Efficient and cost-effective breast cancer risk stratification using whole-slide histopathology images Breast cancer prognosis depends highly on receptor status, as optimal treatment depends on the presence or absence of overexpression of estrogen, progesterone, or HER-2/neu receptors. To prevent over-treating patients with chemotherapy, it is crucial to quantify the risk of recurrence for estrogen receptor (ER) positive (ER+), HER2 negative (HER2-) breast cancer. A common assessment method to meet this need is the Oncotype DX (ODX) Recurrence Score. Unfortunately, ODX and similar gene assays are expensive, time-consuming, and tissue destructive. As an alternative, we propose estimating the ODX recurrence score using routine, ubiquitous, and inexpensive hematoxylin and eosin (H&E) staining of biopsies. There are other efforts to predict ODX recurrence risk from H&E. These automated methods detect histological primitives (e.g., nuclei) often in specific, also automatically detected, anatomical regions (e.g., ducts, tubules, lumen, epithelium, and stroma). Classification is performed into two or three risk categories, often collapsing two categories into one. The performance of these models is promising but still modest. One way to improve the performance of the models is to train on larger datasets; however, annotating larger datasets is challenging. Here, we propose an automated method to predict ODX recurrence risk without annotations. If successful, this method would have a wide range of applications, including but not limited to the availability of an inexpensive, web-based tool to predict ODX in developing countries or rural areas with internet access where standard Oncotype Dx assay would be cost-prohibitive or take too long to obtain. Furthermore, our method would find use in clinical research where valuable tumor tissue could be saved by obtaining correlative research data based on standard H&E-stained slides.

使用全玻片组织病理学进行高效且经济有效的乳腺癌风险分层 图片 乳腺癌的预后在很大程度上取决于受体状态，因为最佳治疗取决于 雌激素、孕激素或 HER-2/neu 受体过度表达的存在或不存在。 为了防止过度治疗患者化疗，量化化疗风险至关重要 雌激素受体 (ER) 阳性 (ER+)、HER2 阴性 (HER2-) 乳腺癌复发。一个 满足这种需求的常用评估方法是 Oncotype DX (ODX) 复发评分。 不幸的是，ODX 和类似的基因检测方法昂贵、耗时，并且组织 具有破坏性。
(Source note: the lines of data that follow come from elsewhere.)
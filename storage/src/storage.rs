// Copyright (c) 2024 MyQtt contributors. All rights reserved.
// Use of this source is governed by Lesser General Public License that can be found
// in the LICENSE file.

use myqtt_codec::{PacketId, QoS};
use std::collections::HashMap;
use std::fs;
use std::sync::atomic::{AtomicBool, Ordering};
use std::sync::Mutex;

use crate::config::StorageConfig;
use crate::error::Error;
use crate::queue::{self, MessageHandle, QueuedMessage};
use crate::retained::RetainedStore;
use crate::subscriptions::{self, PersistedSubscription};
use crate::{pkgid, RetainedMessage};

/// Everything recovered from disk by [`Storage::load`]: persisted
/// subscriptions for every offline client, used to rebuild the domain's
/// subscription router tables before any connection is accepted.
#[derive(Debug, Clone, Default)]
pub struct LoadedState {
    pub subscriptions: Vec<PersistedSubscription>,
}

/// A domain's on-disk storage tree: queued/in-flight messages, persisted
/// subscriptions, retained messages and packet-id locks, rooted at
/// [`StorageConfig::root`].
pub struct Storage {
    root: std::path::PathBuf,
    hash_buckets: u32,
    quota_bytes: Option<u64>,
    message_count_limit: Option<u32>,
    retained: RetainedStore,
    quota_used: Mutex<HashMap<String, u64>>,
    message_count: Mutex<HashMap<String, u32>>,
    loaded: AtomicBool,
}

impl Storage {
    /// Create the storage root (and `retained/`) directory if missing.
    ///
    /// # Errors
    ///
    /// Returns an error if the root cannot be created.
    pub fn open(config: &StorageConfig) -> Result<Self, Error> {
        fs::create_dir_all(config.root())?;
        fs::create_dir_all(config.root().join("retained"))?;
        Ok(Self {
            root: config.root().to_path_buf(),
            hash_buckets: config.hash_buckets(),
            quota_bytes: config.quota_bytes(),
            message_count_limit: config.message_count_limit(),
            retained: RetainedStore::new(config.root().to_path_buf(), config.hash_buckets()),
            quota_used: Mutex::new(HashMap::new()),
            message_count: Mutex::new(HashMap::new()),
            loaded: AtomicBool::new(false),
        })
    }

    /// Scan `root` once, rebuilding the retained-message index and
    /// returning every persisted subscription found for offline clients.
    /// A second call is a no-op returning an empty [`LoadedState`]: the
    /// contract is "called exactly once per domain".
    ///
    /// # Errors
    ///
    /// Returns an error if the storage tree cannot be read.
    pub fn load(&self) -> Result<LoadedState, Error> {
        if self.loaded.swap(true, Ordering::SeqCst) {
            return Ok(LoadedState::default());
        }
        self.retained.load()?;
        let subscriptions = subscriptions::scan_all(&self.root)?;
        log::info!(
            "storage load: root={}, subscriptions={}",
            self.root.display(),
            subscriptions.len()
        );
        Ok(LoadedState { subscriptions })
    }

    /// Persist a QoS 1/2 PUBLISH payload for later redelivery, accounting
    /// its size against `client_id`'s quota.
    ///
    /// # Errors
    ///
    /// Returns an error on I/O failure.
    pub fn store_message(
        &self,
        client_id: &str,
        packet_id: PacketId,
        qos: QoS,
        payload: &[u8],
    ) -> Result<MessageHandle, Error> {
        let handle = queue::store(&self.root, client_id, packet_id, qos, payload)?;
        log::debug!("store_message: client_id={client_id}, packet_id={packet_id}, size={}", handle.size());
        let mut used = self.quota_used.lock().unwrap_or_else(|e| e.into_inner());
        *used.entry(client_id.to_string()).or_insert(0) += handle.size() as u64;
        drop(used);
        let mut count = self.message_count.lock().unwrap_or_else(|e| e.into_inner());
        *count.entry(client_id.to_string()).or_insert(0) += 1;
        Ok(handle)
    }

    /// Unlink a stored message and release its quota contribution.
    ///
    /// # Errors
    ///
    /// Returns an error on I/O failure (a missing file is not an error).
    pub fn release_message(&self, client_id: &str, handle: &MessageHandle) -> Result<(), Error> {
        queue::release(handle)?;
        let mut used = self.quota_used.lock().unwrap_or_else(|e| e.into_inner());
        if let Some(total) = used.get_mut(client_id) {
            *total = total.saturating_sub(handle.size() as u64);
        }
        drop(used);
        let mut count = self.message_count.lock().unwrap_or_else(|e| e.into_inner());
        if let Some(total) = count.get_mut(client_id) {
            *total = total.saturating_sub(1);
        }
        Ok(())
    }

    /// Recover every queued message for a reconnecting `clean_session=false`
    /// client, oldest first. Callers resubmit each through the delivery
    /// engine and call [`Storage::release_message`] once redelivered.
    ///
    /// # Errors
    ///
    /// Returns an error if the client's message directory cannot be read.
    pub fn flush_queued(&self, client_id: &str) -> Result<Vec<QueuedMessage>, Error> {
        queue::flush(&self.root, client_id)
    }

    /// Current bytes of queued-message storage attributed to `client_id`.
    #[must_use]
    pub fn quota_used(&self, client_id: &str) -> u64 {
        let used = self.quota_used.lock().unwrap_or_else(|e| e.into_inner());
        used.get(client_id).copied().unwrap_or(0)
    }

    /// `true` if storing `additional_bytes` more for `client_id` would
    /// exceed the configured quota. Always `false` when no quota is
    /// configured.
    #[must_use]
    pub fn would_exceed_quota(&self, client_id: &str, additional_bytes: u64) -> bool {
        match self.quota_bytes {
            Some(limit) => self.quota_used(client_id) + additional_bytes > limit,
            None => false,
        }
    }

    /// Current count of queued/in-flight messages attributed to `client_id`.
    #[must_use]
    pub fn message_count(&self, client_id: &str) -> u32 {
        let count = self.message_count.lock().unwrap_or_else(|e| e.into_inner());
        count.get(client_id).copied().unwrap_or(0)
    }

    /// `true` if storing one more message of `additional_bytes` for
    /// `client_id` would exceed either the configured byte quota or message
    /// count limit (spec.md §4.5 "on-store hook" / §6
    /// `storage-quota-limit` / `storage-messages-limit`).
    #[must_use]
    pub fn would_reject_store(&self, client_id: &str, additional_bytes: u64) -> bool {
        if self.would_exceed_quota(client_id, additional_bytes) {
            return true;
        }
        match self.message_count_limit {
            Some(limit) => self.message_count(client_id) >= limit,
            None => false,
        }
    }

    /// Claim a packet id for a client, to deduplicate QoS 2 first-occurrence
    /// delivery. See [`pkgid::lock`].
    ///
    /// # Errors
    ///
    /// Returns an error on I/O failure.
    pub fn lock_packet_id(&self, client_id: &str, packet_id: PacketId) -> Result<bool, Error> {
        pkgid::lock(&self.root, client_id, packet_id)
    }

    /// Release a packet id previously claimed with [`Storage::lock_packet_id`].
    ///
    /// # Errors
    ///
    /// Returns an error on I/O failure (already-released is not an error).
    pub fn unlock_packet_id(&self, client_id: &str, packet_id: PacketId) -> Result<(), Error> {
        pkgid::unlock(&self.root, client_id, packet_id)
    }

    /// Persist `(client_id, filter) -> qos`. Idempotent.
    ///
    /// # Errors
    ///
    /// Returns an error on I/O failure.
    pub fn record_subscription(
        &self,
        client_id: &str,
        filter: &str,
        qos: QoS,
    ) -> Result<(), Error> {
        subscriptions::record(&self.root, client_id, filter, qos, self.hash_buckets)
    }

    /// Remove a persisted subscription. Missing entries are idempotent
    /// success.
    ///
    /// # Errors
    ///
    /// Returns an error on I/O failure.
    pub fn remove_subscription(&self, client_id: &str, filter: &str) -> Result<(), Error> {
        subscriptions::remove(&self.root, client_id, filter, self.hash_buckets)
    }

    /// Retained messages whose topic satisfies `matches`, typically a
    /// subscription filter's match predicate.
    #[must_use]
    pub fn retained_matching(&self, matches: impl Fn(&str) -> bool) -> Vec<RetainedMessage> {
        self.retained.matching(matches)
    }

    /// Replace (or delete, if `payload` is empty) the retained message for
    /// `topic`.
    ///
    /// # Errors
    ///
    /// Returns an error on I/O failure.
    pub fn upsert_retained(&self, topic: &str, qos: QoS, payload: &[u8]) -> Result<(), Error> {
        self.retained.upsert(topic, qos, payload)
    }
}

#[cfg(test)]
mod tests {
    use super::Storage;
    use crate::config::StorageConfig;
    use myqtt_codec::{PacketId, QoS};

    fn config_for(dir: &tempfile::TempDir) -> StorageConfig {
        StorageConfig::new(dir.path().to_path_buf(), 16, None)
    }

    #[test]
    fn test_store_and_release_tracks_quota() {
        let dir = tempfile::tempdir().unwrap();
        let storage = Storage::open(&config_for(&dir)).unwrap();
        let handle = storage
            .store_message("c1", PacketId::new(1), QoS::AtLeastOnce, b"hello")
            .unwrap();
        assert_eq!(storage.quota_used("c1"), 5);
        storage.release_message("c1", &handle).unwrap();
        assert_eq!(storage.quota_used("c1"), 0);
    }

    #[test]
    fn test_load_is_one_shot() {
        let dir = tempfile::tempdir().unwrap();
        let storage = Storage::open(&config_for(&dir)).unwrap();
        storage
            .record_subscription("c1", "a/b", QoS::AtMostOnce)
            .unwrap();
        let first = storage.load().unwrap();
        assert_eq!(first.subscriptions.len(), 1);
        let second = storage.load().unwrap();
        assert!(second.subscriptions.is_empty());
    }

    #[test]
    fn test_quota_limit() {
        let dir = tempfile::tempdir().unwrap();
        let config = StorageConfig::new(dir.path().to_path_buf(), 16, Some(10));
        let storage = Storage::open(&config).unwrap();
        storage
            .store_message("c1", PacketId::new(1), QoS::AtLeastOnce, b"12345")
            .unwrap();
        assert!(!storage.would_exceed_quota("c1", 4));
        assert!(storage.would_exceed_quota("c1", 6));
    }

    #[test]
    fn test_message_count_limit_rejects_store_and_release_frees_it() {
        let dir = tempfile::tempdir().unwrap();
        let config = StorageConfig::new(dir.path().to_path_buf(), 16, None).with_message_count_limit(Some(1));
        let storage = Storage::open(&config).unwrap();
        let handle = storage
            .store_message("c1", PacketId::new(1), QoS::AtLeastOnce, b"x")
            .unwrap();
        assert_eq!(storage.message_count("c1"), 1);
        assert!(storage.would_reject_store("c1", 1));

        storage.release_message("c1", &handle).unwrap();
        assert_eq!(storage.message_count("c1"), 0);
        assert!(!storage.would_reject_store("c1", 1));
    }
}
作为替代方案，我们建议使用常规方法估计 ODX 复发评分， 普遍存在且廉价的苏木精和伊红 (H&E) 活检活检染色。还有其他的 预测 H&E 的 ODX 复发风险的努力。这些自动化方法检测组织学 基元（例如，细胞核）通常位于特定的、自动检测到的解剖区域（例如， 导管、小管、管腔、上皮和间质）。分类为两级或三级风险 类别，通常将两个类别合并为一个类别。这些模型的性能是 有希望但仍然谦虚。提高模型性能的一种方法是训练 更大的数据集；然而，注释更大的数据集具有挑战性。在这里，我们提出一个 无需注释即可预测 ODX 复发风险的自动化方法。如果成功的话，这 该方法将具有广泛的应用，包括但不限于可用性 廉价、基于网络的工具，可通过互联网预测发展中国家或农村地区的 ODX 标准 Oncotype Dx 检测成本高昂或需要很长时间才能获得。 此外，我们的方法将在临床研究中得到应用，其中有价值的肿瘤组织可以 通过获取基于标准 H&E 染色载玻片的相关研究数据来保存。